Throughout the park are places where the retreating ice had dropped giant boulders that geologists call erratics, after the Latin word errare, to wander. By definition, the boulders differ in composition from surrounding rocks. Some of the park’s erratics sit perched atop flat rocks, looking at times like alien monuments.
“They’re rounded,” Mr. Horenstein said, because rivers of ice kept “dragging them around.”
Later, on a visit to Staten Island, he pointed to the much-celebrated skyline of Lower Manhattan. Current estimates put the ice’s thickness there at roughly twice the early calculations — not 1,000 feet, but closer to 2,000 feet, and possibly more.

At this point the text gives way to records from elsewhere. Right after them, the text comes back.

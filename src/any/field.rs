//! Type-erased value container with identity, hash, compare, and cast.
//!
//! An `AnyField` wraps exactly one storable value. The wrapped type is fixed
//! for the field's lifetime; equality, ordering, hashing, and printing all
//! reach through to the payload and never observe the storage discipline.

use std::any::TypeId;
use std::cmp::Ordering;
use std::fmt;
use std::sync::Arc;

use crate::any::payload::{short_type_name, FieldPayload};
use crate::errors::{EngineError, EngineResult};
use crate::hashing::ContextHasher;

/// How an `AnyField` holds its value.
///
/// `Owned` permits in-place mutation; `OwnedConst` is an owned value frozen
/// after construction; `Shared` is the const-reference discipline, holding the
/// value by shared ownership without copying it.
#[derive(Debug, Clone, Copy, PartialEq, Eq)]
pub enum Discipline {
    Owned,
    OwnedConst,
    Shared,
}

enum Storage {
    Owned { value: Box<dyn FieldPayload>, frozen: bool },
    Shared(Arc<dyn FieldPayload>),
}

/// The engine's type-erased value.
pub struct AnyField {
    storage: Storage,
}

impl AnyField {
    /// Wrap `value` as an owned, mutable payload.
    pub fn new<T: FieldPayload>(value: T) -> Self {
        AnyField {
            storage: Storage::Owned {
                value: Box::new(value),
                frozen: false,
            },
        }
    }

    /// Wrap `value` as an owned payload frozen against mutation.
    pub fn new_const<T: FieldPayload>(value: T) -> Self {
        AnyField {
            storage: Storage::Owned {
                value: Box::new(value),
                frozen: true,
            },
        }
    }

    /// Wrap an already-shared value without copying it.
    pub fn shared<T: FieldPayload>(value: Arc<T>) -> Self {
        AnyField {
            storage: Storage::Shared(value),
        }
    }

    fn payload(&self) -> &dyn FieldPayload {
        match &self.storage {
            Storage::Owned { value, .. } => value.as_ref(),
            Storage::Shared(value) => value.as_ref(),
        }
    }

    pub fn discipline(&self) -> Discipline {
        match &self.storage {
            Storage::Owned { frozen: false, .. } => Discipline::Owned,
            Storage::Owned { frozen: true, .. } => Discipline::OwnedConst,
            Storage::Shared(_) => Discipline::Shared,
        }
    }

    /// Runtime identifier of the wrapped type.
    pub fn type_id(&self) -> TypeId {
        self.payload().as_any().type_id()
    }

    /// Fully-qualified name of the wrapped type.
    pub fn type_name(&self) -> &'static str {
        self.payload().payload_type_name()
    }

    /// Unqualified spelling of the wrapped type, for messages and docs.
    pub fn short_type_name(&self) -> String {
        short_type_name(self.type_name())
    }

    /// Would a read cast to `T` succeed? Never fails.
    pub fn is_convertible<T: 'static>(&self) -> bool {
        self.type_id() == TypeId::of::<T>()
    }

    /// Does the discipline permit in-place mutation?
    pub fn is_mutable(&self) -> bool {
        matches!(self.storage, Storage::Owned { frozen: false, .. })
    }

    fn bad_cast<T: 'static>(&self) -> EngineError {
        EngineError::BadCast {
            requested: short_type_name(std::any::type_name::<T>()),
            stored: self.short_type_name(),
        }
    }

    /// Copy the wrapped value out as a `T`.
    ///
    /// # Errors
    ///
    /// *bad-cast* when `T` is not the stored type.
    pub fn value<T: Clone + 'static>(&self) -> EngineResult<T> {
        self.get::<T>().cloned()
    }

    /// Borrow the wrapped value as a `&T`. Permitted under every discipline.
    pub fn get<T: 'static>(&self) -> EngineResult<&T> {
        self.payload()
            .downcast_ref::<T>()
            .ok_or_else(|| self.bad_cast::<T>())
    }

    /// Borrow the wrapped value mutably. Permitted only for the owned
    /// mutable discipline.
    ///
    /// # Errors
    ///
    /// *bad-cast* when the type mismatches or the discipline forbids
    /// mutation.
    pub fn get_mut<T: 'static>(&mut self) -> EngineResult<&mut T> {
        let err = self.bad_cast::<T>();
        match &mut self.storage {
            Storage::Owned {
                value,
                frozen: false,
            } => value.downcast_mut::<T>().ok_or(err),
            _ => Err(err),
        }
    }

    /// Retrieve the value by shared ownership.
    pub fn shared_value<T: FieldPayload + Clone>(&self) -> EngineResult<Arc<T>> {
        // Arc<dyn FieldPayload> cannot be downcast to Arc<T> in safe code, so
        // both arms clone the payload into a fresh Arc.
        Ok(Arc::new(self.value::<T>()?))
    }

    /// Emit the hash of the value. The discipline never participates.
    pub fn hash(&self, hasher: &mut ContextHasher) -> EngineResult<()> {
        self.payload().hash_payload(hasher)
    }

    /// Canonical byte form of the payload, used by codecs.
    pub fn canonical_bytes(&self) -> EngineResult<Vec<u8>> {
        self.payload().canonical_payload_bytes()
    }

    pub(crate) fn payload_ref(&self) -> &dyn FieldPayload {
        self.payload()
    }
}

impl Clone for AnyField {
    /// Deep copy preserving the discipline. Shared values stay shared: the
    /// clone holds the same payload by reference count.
    fn clone(&self) -> Self {
        let storage = match &self.storage {
            Storage::Owned { value, frozen } => Storage::Owned {
                value: value.clone_payload(),
                frozen: *frozen,
            },
            Storage::Shared(value) => Storage::Shared(Arc::clone(value)),
        };
        AnyField { storage }
    }
}

impl PartialEq for AnyField {
    /// True iff both sides wrap the same type and the values compare equal.
    fn eq(&self, other: &Self) -> bool {
        self.payload().eq_payload(other.payload())
    }
}

impl PartialOrd for AnyField {
    /// Defined only when both sides wrap the same, ordered type.
    fn partial_cmp(&self, other: &Self) -> Option<Ordering> {
        self.payload().partial_cmp_payload(other.payload())
    }
}

impl fmt::Debug for AnyField {
    fn fmt(&self, f: &mut fmt::Formatter<'_>) -> fmt::Result {
        write!(f, "AnyField<{}>(", self.short_type_name())?;
        self.payload().format_payload(f)?;
        f.write_str(")")
    }
}

impl fmt::Display for AnyField {
    fn fmt(&self, f: &mut fmt::Formatter<'_>) -> fmt::Result {
        self.payload().format_payload(f)
    }
}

“It was taller than any building,” Mr. Horenstein remarked, “even the Freedom Tower.” The skyscraper at the very top of its spire measures 1,776 feet high, after the nation’s birthday.
The forward edges of glaciers can be inclined or sheer, like a cliff. Mr. Horenstein said geologists believe the local face was sheer. Its precipitous edge shed not only tons of rocky debris but gargantuan blocks of ice.
The ice’s overall weight was so immense that it depressed the bedrock of the New York City region — and then, following the sheet’s retreat, the rocky depths slowly rebounded. Mr. Horenstein said the rise is calculated at more than 150 feet.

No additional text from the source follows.